## Dataset extract
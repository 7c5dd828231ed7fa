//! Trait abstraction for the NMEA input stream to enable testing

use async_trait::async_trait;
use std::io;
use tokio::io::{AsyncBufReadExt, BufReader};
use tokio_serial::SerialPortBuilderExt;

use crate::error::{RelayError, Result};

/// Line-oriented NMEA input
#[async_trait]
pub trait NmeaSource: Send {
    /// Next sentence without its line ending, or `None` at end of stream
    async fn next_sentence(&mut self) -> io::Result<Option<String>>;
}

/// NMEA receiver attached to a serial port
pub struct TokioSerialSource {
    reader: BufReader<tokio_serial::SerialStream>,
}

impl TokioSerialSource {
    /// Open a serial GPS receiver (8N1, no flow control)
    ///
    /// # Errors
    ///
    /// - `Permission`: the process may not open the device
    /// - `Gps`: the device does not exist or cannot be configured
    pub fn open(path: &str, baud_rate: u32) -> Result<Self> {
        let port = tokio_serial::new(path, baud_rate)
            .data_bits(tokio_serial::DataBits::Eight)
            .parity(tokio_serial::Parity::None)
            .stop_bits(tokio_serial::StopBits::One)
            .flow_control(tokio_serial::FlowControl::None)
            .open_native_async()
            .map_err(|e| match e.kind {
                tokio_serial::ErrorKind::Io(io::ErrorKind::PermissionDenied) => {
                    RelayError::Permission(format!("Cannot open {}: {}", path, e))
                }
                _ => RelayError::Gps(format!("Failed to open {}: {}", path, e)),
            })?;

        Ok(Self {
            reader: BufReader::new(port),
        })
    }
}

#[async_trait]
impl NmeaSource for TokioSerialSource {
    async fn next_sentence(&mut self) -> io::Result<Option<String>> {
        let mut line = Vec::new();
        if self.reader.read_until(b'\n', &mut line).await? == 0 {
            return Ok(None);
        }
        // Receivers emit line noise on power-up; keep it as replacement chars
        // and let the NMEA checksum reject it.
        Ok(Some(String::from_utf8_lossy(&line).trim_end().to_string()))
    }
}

...

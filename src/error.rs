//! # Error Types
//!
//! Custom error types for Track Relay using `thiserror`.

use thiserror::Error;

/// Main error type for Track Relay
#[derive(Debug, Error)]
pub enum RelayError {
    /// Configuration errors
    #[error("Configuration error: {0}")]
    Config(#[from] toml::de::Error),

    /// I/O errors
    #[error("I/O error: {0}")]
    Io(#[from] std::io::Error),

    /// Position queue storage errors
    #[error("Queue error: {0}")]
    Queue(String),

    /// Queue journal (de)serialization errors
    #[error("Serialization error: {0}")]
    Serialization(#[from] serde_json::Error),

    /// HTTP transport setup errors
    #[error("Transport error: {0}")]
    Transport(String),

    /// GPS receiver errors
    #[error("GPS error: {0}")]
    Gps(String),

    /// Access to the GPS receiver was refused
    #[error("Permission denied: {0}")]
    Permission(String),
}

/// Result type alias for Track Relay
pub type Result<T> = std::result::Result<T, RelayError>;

---

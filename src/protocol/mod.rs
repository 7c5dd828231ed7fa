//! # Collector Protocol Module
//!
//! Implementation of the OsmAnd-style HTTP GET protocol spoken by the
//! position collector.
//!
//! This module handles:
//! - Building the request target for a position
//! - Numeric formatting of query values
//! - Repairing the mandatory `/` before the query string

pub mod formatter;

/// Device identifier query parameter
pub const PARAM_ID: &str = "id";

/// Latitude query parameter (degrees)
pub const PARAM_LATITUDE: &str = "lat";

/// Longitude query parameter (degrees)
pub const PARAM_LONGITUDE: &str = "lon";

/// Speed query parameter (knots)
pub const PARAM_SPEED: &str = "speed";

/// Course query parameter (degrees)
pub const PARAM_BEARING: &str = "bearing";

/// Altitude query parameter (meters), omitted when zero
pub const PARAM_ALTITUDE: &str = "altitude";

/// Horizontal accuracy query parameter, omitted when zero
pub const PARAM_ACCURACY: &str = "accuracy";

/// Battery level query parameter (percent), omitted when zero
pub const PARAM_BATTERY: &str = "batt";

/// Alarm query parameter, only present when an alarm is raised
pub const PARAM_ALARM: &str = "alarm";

## Work request
Report only the number of lines above that contain "zero".

## Response to this task
3